NI rates are found to be well-managed with good teamwork. A survey found that the odds of an infant having NI decreased by 18% with each 10% increase in NICU staff responding that there was good teamwork in the NICU [42]. Overall burnout prevalence in NICU staff has not been found to be associated with the prevalence of NI, but perceptions of hardships in work were reported to be associated with increased rates of NI in very low birthweight infants [43].

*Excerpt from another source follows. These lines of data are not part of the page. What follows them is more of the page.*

use dioxus::prelude::*;
use shared_types::parse_judgment_id;
use shared_ui::{Button, MultiSelect, ResultsFilter, SearchableSelect, TextField};

use crate::routes::Route;

const COURTS: &[&str] = &[
    "Supreme Court of India",
    "Allahabad High Court",
    "Bombay High Court",
    "Calcutta High Court",
    "Delhi High Court",
    "Karnataka High Court",
    "Kerala High Court",
    "Madras High Court",
    "National Company Law Appellate Tribunal",
    "Income Tax Appellate Tribunal",
];

const SORT_OPTIONS: &[&str] = &["Relevance", "Newest first", "Oldest first"];

const FIRST_YEAR: u16 = 1950;
const LAST_YEAR: u16 = 2026;

fn courts() -> Vec<String> {
    COURTS.iter().map(|c| c.to_string()).collect()
}

fn years() -> Vec<String> {
    (FIRST_YEAR..=LAST_YEAR).rev().map(|y| y.to_string()).collect()
}

fn sort_options() -> Vec<String> {
    SORT_OPTIONS.iter().map(|s| s.to_string()).collect()
}

/// One-line description of the active filters.
fn filter_summary(court: Option<&str>, years: &[String], sort: Option<&str>) -> String {
    let court = court.unwrap_or("All courts");
    let years = match years {
        [] => "any year".to_string(),
        [one] => one.clone(),
        many => format!("{} years", many.len()),
    };
    let sort = sort.unwrap_or(SORT_OPTIONS[0]).to_lowercase();
    format!("{court} \u{00B7} {years} \u{00B7} sorted by {sort}")
}

/// Home-page search box: filter dropdowns plus a direct jump to a judgment
/// by its number.
#[component]
pub fn SearchTeaser() -> Element {
    let mut court = use_signal(|| Option::<String>::None);
    let mut selected_years = use_signal(Vec::<String>::new);
    let mut sort = use_signal(|| Option::<String>::None);
    let mut number = use_signal(String::new);
    let mut number_error = use_signal(|| Option::<String>::None);

    let summary = filter_summary(
        court.read().as_deref(),
        &selected_years.read(),
        sort.read().as_deref(),
    );

    let open_judgment = move |evt: FormEvent| {
        evt.prevent_default();
        match parse_judgment_id(&number()) {
            Ok(id) => {
                tracing::debug!(id, "opening judgment from search teaser");
                navigator().push(Route::JudgmentDetail { id: id.to_string() });
            }
            Err(err) => number_error.set(Some(err.message)),
        }
    };

    rsx! {
        section { class: "section search-teaser", id: "search",
            div { class: "container",
                h2 { class: "section-heading", "Find a judgment" }
                div { class: "search-filters",
                    SearchableSelect {
                        id: "search-court".to_string(),
                        items: courts(),
                        value: court(),
                        label: "Courts",
                        placeholder: "All courts",
                        on_change: move |next| court.set(next),
                    }
                    MultiSelect {
                        id: "search-years".to_string(),
                        items: years(),
                        value: selected_years(),
                        label: "Years",
                        placeholder: "Any year",
                        on_change: move |next| selected_years.set(next),
                    }
                    ResultsFilter {
                        id: "search-sort".to_string(),
                        items: sort_options(),
                        value: sort(),
                        label: "Sort",
                        placeholder: SORT_OPTIONS[0].to_string(),
                        on_change: move |next| sort.set(next),
                    }
                }
                p { class: "search-summary", "{summary}" }
                form { class: "search-jump", onsubmit: open_judgment,
                    TextField {
                        name: "judgment-number",
                        label: "Judgment number",
                        placeholder: "e.g. 4521",
                        value: number(),
                        error: number_error(),
                        on_input: move |value: String| {
                            number.set(value);
                            number_error.set(None);
                        },
                    }
                    Button { button_type: "submit", "Open judgment" }
                }
            }
        }
    }
}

There are several strengths of this meta-analysis. Included cohort studies offered several advantages including: (i) NI risk factors could be quantitatively estimated using large pooled sample sizes; (ii) stringent inclusion and exclusion criteria were used for the selection of infants; (iii) to ensure accuracy, standard statistical methods were used for data analysis, and (iv) the number of included studies was sufficient for meta-analytical power. Many of these studies had long follow-up times, making the conclusions clinically relevant.

There are, however, some limitations of this study which should also be noted: (I) only cohort studies were included, (II) only English and Chinese articles were included, (III) the infants’ conditions were not consistent across the included studies, (IV) numerous treatment regimens were used during NICU stay, (V) the severity of risk factors was variable, and (VI) pooled data were used for the meta-analysis, as individual patient data were unavailable.

Conclusions

Based on the evidence obtained in this meta-analysis, infant body weight of <2500 g, gestational age of <37 weeks, use of mechanical ventilation, venipuncture, incidence of asphyxia, and feeding intolerance during infancy are the significant risk factors for the incidence of NI in infants placed in the NICU. Considering the epidemiological nature of this data, it is recommended that NI risk assessment should be performed in even larger and wider datasets to refine the evidence achieved herein.